調子外れの質問に少し驚いたが、彼が無意味な質問をするわけもないだろうとこたえた。

「チェスやカードゲームのことかしら?」

「いいえ。それよりも物語的で恋愛小説のようなものです。その世界では、アンナという少女が王太子に見初められ、首都にやってきて、様々な男性と恋愛をするのです」

テオドールの言葉はまるで、この世界が彼の言うゲームか何かのようだと言っているみたいだ。

「王太子のクロードに、公爵令息のクリストフ、騎士団長の子息のジャン、宰相の子息のエドモンや隠しキャラのテオドールなど、多くの男が彼女のまわりを彩る」

知っている名前が多くある。

話の内容についていけず、テオドールの言葉を黙って聞くことしかできなかった。

「ゲームの世界での貴女は、あの断罪劇だんざいイベントでアンナとクロードの婚約を認めた。その条件は、仮面舞踏会でアンナが貴女と接触することだ。そこでアンナの人柄にふれて結婚までゆるすのです」

ありえない話だ。

人柄がよいからといって貴賤結婚を認めるわけがない。それは王族としてうまれたクラウディアには考えられないことであり、そのようなことをおこなえば国内は混乱し、諸外国には侮られ、そして神罰がくだる。

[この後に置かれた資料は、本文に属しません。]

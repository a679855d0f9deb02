//! Host metadata snapshots.
//!
//! An [`ApiManifest`] is the serialized form of everything discovery needs
//! from a host: its endpoints and the definitions of the user types they
//! reference. It serves both as the [`EndpointSource`] and, through an
//! embedded [`TypeCatalog`], as the [`TypeIntrospector`].

use crate::discovery::EndpointSource;
use crate::documentation::is_yaml;
use crate::error::ReflectionError;
use crate::introspection::{TypeCatalog, TypeIntrospector};
use apiscribe_types::{EndpointDescriptor, TypeDef};
use serde::{Deserialize, Serialize};
use std::collections::HashSet;
use std::fs;
use std::path::{Path, PathBuf};
use thiserror::Error;
use tracing::debug;

/// Errors raised while loading a manifest.
#[derive(Debug, Error)]
pub enum ManifestError {
    #[error("failed to read manifest {path}: {source}")]
    Io {
        path: PathBuf,
        #[source]
        source: std::io::Error,
    },

    #[error("JSON parsing error: {0}")]
    Json(#[from] serde_json::Error),

    #[error("YAML parsing error: {0}")]
    Yaml(#[from] serde_yaml::Error),

    #[error("type '{0}' is defined more than once")]
    DuplicateType(String),
}

/// On-disk manifest layout.
#[derive(Debug, Clone, Default, PartialEq, Serialize, Deserialize)]
#[serde(rename_all = "camelCase")]
pub struct ManifestFile {
    #[serde(default)]
    pub endpoints: Vec<EndpointDescriptor>,
    #[serde(default)]
    pub types: Vec<TypeDef>,
}

/// Loaded host metadata.
#[derive(Debug, Clone, Default)]
pub struct ApiManifest {
    endpoints: Vec<EndpointDescriptor>,
    catalog: TypeCatalog,
}

impl ApiManifest {
    /// Creates a manifest, rejecting duplicate type names.
    pub fn new(endpoints: Vec<EndpointDescriptor>, types: Vec<TypeDef>) -> Result<Self, ManifestError> {
        let mut seen = HashSet::new();
        if let Some(duplicate) = types.iter().find(|type_def| !seen.insert(type_def.name.as_str())) {
            return Err(ManifestError::DuplicateType(duplicate.name.clone()));
        }
        Ok(Self {
            endpoints,
            catalog: TypeCatalog::from_types(types),
        })
    }

    pub fn from_json_str(content: &str) -> Result<Self, ManifestError> {
        let file: ManifestFile = serde_json::from_str(content)?;
        Self::new(file.endpoints, file.types)
    }

    pub fn from_yaml_str(content: &str) -> Result<Self, ManifestError> {
        let file: ManifestFile = serde_yaml::from_str(content)?;
        Self::new(file.endpoints, file.types)
    }

    pub fn endpoints(&self) -> &[EndpointDescriptor] {
        &self.endpoints
    }

    pub fn catalog(&self) -> &TypeCatalog {
        &self.catalog
    }
}

/// Loads a manifest from a JSON or YAML file, chosen by extension.
pub fn load_manifest_from_path(path: &Path) -> Result<ApiManifest, ManifestError> {
    let content = fs::read_to_string(path).map_err(|source| ManifestError::Io {
        path: path.to_path_buf(),
        source,
    })?;
    let manifest = if is_yaml(path) {
        ApiManifest::from_yaml_str(&content)?
    } else {
        ApiManifest::from_json_str(&content)?
    };
    debug!(
        path = %path.display(),
        endpoints = manifest.endpoints.len(),
        types = manifest.catalog.len(),
        "loaded manifest"
    );
    Ok(manifest)
}

impl EndpointSource for ApiManifest {
    fn endpoints(&self) -> anyhow::Result<Vec<EndpointDescriptor>> {
        Ok(self.endpoints.clone())
    }
}

impl TypeIntrospector for ApiManifest {
    fn describe(&self, type_name: &str) -> Result<TypeDef, ReflectionError> {
        self.catalog.describe(type_name)
    }
}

それにあの仮面舞踏会でアンナと接触しなかった、いやできなかったのはここにいるテオドールがいたからだ。

つまり、彼が妨害したということだろう。

「あのパーティーで断罪劇が起こるのも運命シナリオ通りであり、きっと私が焚き付けなくとも起きていたことでしょう」

頭が痛くなってきた。

クラウディアは片手で頭をおさえた。

「少し整理させてちょうだい。貴方は予言書のようなものを知っていて、あえてそのような行動をとったというのですか?」

「そうです。陛下にみつけてもらうために」

狂気を感じた。

彼はまるで物語でも読むかのようにクラウディアたちに接しているようだ。

「私たちは物語の登場人物でもなければ、ゲームの駒でもありません。そのようなシナリオという言葉で決められた通りに動いているはずありません」

「貴女だけが特別なのです。だから気づいてほしかった。知っていますか、隠しキャラのテオドールは叶わぬ恋に身を焦がしており、そこからヒロインがテオドールによりそい攻略していく。その相手は誰か明言されていなかったが、私は王妃のことだとおもっています」

「わけのわからないことを……。兎に角、これ以上、私の家族に手をださないでちょうだい。貴方の気持ちにはこたえられない」

「家族ですか。私もその中に入っているのでしょうか。それにお腹の子も」

テオドールが何を言おうとしているのかはっと気付く。

「その子は本当に陛下との子ですか?」

クラウディアは大きく手をふりあげて、テオドールの頬を叩いた。

そして震える手で自分の腹をおさえた。

彼女自身にもわからなかった。

テオドールに体をゆるしたのはたったの一回きりだ。その前にアルフレッドとベッドを共にしていた。

いや、本当はわかっている。きっとこの子は……。

「失礼しました。私はただ陛下の安寧を願っているのです」

「もうよい。さがれ」

「はい」

テオドールがさる間際にクラウディアは口を開いた。

「……もし今後またこのように運命だ私の為だと言って王家と国家を貶めようとするならば、そなたが焦がれたこの体と腹の赤子と共に命をたってやる」

これがテオドールに最も効果的な脅し文句であることをわかって言った。そしてクラウディアの覚悟でもあった。

テオドールは恐怖にも似た表情を浮かべて、退出した。